Такова человеческая природа – больная дочь сделалась фараону дороже остальных трех, и ей в подарок он приносил шары из слоновой кости и серебра, купил для нее маленькую собачку, следовавшую за царевной по пятам и оберегавшую ее сон в изножье постели. Сам же фараон худел и терял сон от тревоги, по многу раз вставал ночами, чтобы прислушаться к дыханию больного ребенка; и ее кашель разрывал ему сердце.

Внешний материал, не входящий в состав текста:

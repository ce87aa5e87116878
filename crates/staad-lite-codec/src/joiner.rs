// This Source Code Form is subject to the terms of the Mozilla Public
// License, v. 2.0. If a copy of the MPL was not distributed with this
// file, You can obtain one at https://mozilla.org/MPL/2.0/.

//! Physical-to-logical line reassembly
//!
//! The wire format splits long records across physical lines with a trailing
//! `-` marker and allows `*` comment lines anywhere. This pass removes
//! comments and blank lines and merges continuations, leaving one logical
//! line per record for the section scanner.

use memchr::memchr_iter;

/// Split raw file content into logical lines.
///
/// Comments (`*` as the first non-blank character) and blank lines are
/// dropped. A line whose predecessor ends with the continuation marker is
/// merged into it, except after lines carrying `TITLE`, which may end in a
/// legitimate hyphen. Output preserves original record order.
pub fn join_lines(content: &str) -> Vec<String> {
    let mut logical: Vec<String> = Vec::new();
    let bytes = content.as_bytes();
    let mut start = 0usize;
    for nl in memchr_iter(b'\n', bytes) {
        push_line(&content[start..nl], &mut logical);
        start = nl + 1;
    }
    if start < content.len() {
        push_line(&content[start..], &mut logical);
    }
    logical
        .into_iter()
        .map(|l| l.trim().to_string())
        .filter(|l| !l.is_empty())
        .collect()
}

fn push_line(raw: &str, logical: &mut Vec<String>) {
    let line = raw.strip_suffix('\r').unwrap_or(raw);
    if line.trim().is_empty() || line.trim_start().starts_with('*') {
        return;
    }
    if let Some(prev) = logical.last_mut() {
        if let Some(joined) = try_join(prev, line) {
            *prev = joined;
            return;
        }
    }
    logical.push(line.to_string());
}

/// Merge `next` into `prev` when `prev` ends with the continuation marker.
///
/// The marker (and a single trailing space after it) is stripped. When the
/// marker was preceded by a space no extra separator is inserted, otherwise
/// one space joins the halves.
fn try_join(prev: &str, next: &str) -> Option<String> {
    if prev.contains("TITLE") {
        return None;
    }
    let base = prev
        .strip_suffix("- ")
        .or_else(|| prev.strip_suffix('-'))?;
    let extra = if base.ends_with(' ') { "" } else { " " };
    Some(format!("{base}{extra}{next}"))
}

#[cfg(test)]
mod tests {
    use super::*;

    #[test]
    fn strips_comments_and_blanks() {
        let content = "JOINT COORDINATES\n* a comment\n\n1 0.000 0.000 0.000;\n";
        let lines = join_lines(content);
        assert_eq!(lines, vec!["JOINT COORDINATES", "1 0.000 0.000 0.000;"]);
    }

    #[test]
    fn merges_continuation_with_space_before_marker() {
        let lines = join_lines("1 2 3 -\n4 5 PINNED\n");
        assert_eq!(lines, vec!["1 2 3 4 5 PINNED"]);
    }

    #[test]
    fn merges_continuation_without_space_before_marker() {
        let lines = join_lines("1 2 3-\n4 5 PINNED\n");
        assert_eq!(lines, vec!["1 2 3 4 5 PINNED"]);
    }

    #[test]
    fn marker_followed_by_trailing_space() {
        let lines = join_lines("1 2 3 - \n4 5 FIXED\n");
        assert_eq!(lines, vec!["1 2 3 4 5 FIXED"]);
    }

    #[test]
    fn title_lines_never_continue() {
        let lines = join_lines("LOAD 1 LOADTYPE Live TITLE WIND-\nSELFWEIGHT Y -1\n");
        assert_eq!(
            lines,
            vec!["LOAD 1 LOADTYPE Live TITLE WIND-", "SELFWEIGHT Y -1"]
        );
    }

    #[test]
    fn no_trailing_newline() {
        let lines = join_lines("FINISH");
        assert_eq!(lines, vec!["FINISH"]);
    }
}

Да, так странна человеческая природа, что эта больная малышка значила и для меня больше, чем моя собственность в Фивах, и Каптах, и недород в Египте, и все люди, голодавшие и гибнущие в Сирии ради Атона. Я употреблял для царевны все свои знания и все свое искусство, пренебрегая другими вельможными пациентами, чьи недомогания проистекали от неумеренности в пище и скуки; чаще всего они жаловались на головные боли, ибо именно этот недуг терзал фараона. Потакая их слабостям, я мог бы озолотиться, но с меня было довольно всего – и золота, и угодничанья, и часто я бывал столь груб с ними, что они говорили: «Достопочтенное положение придворного врача вскружило Синухе голову. Он воображает, что фараон внимает его словам, и не считается с тем, что могут сказать другие!»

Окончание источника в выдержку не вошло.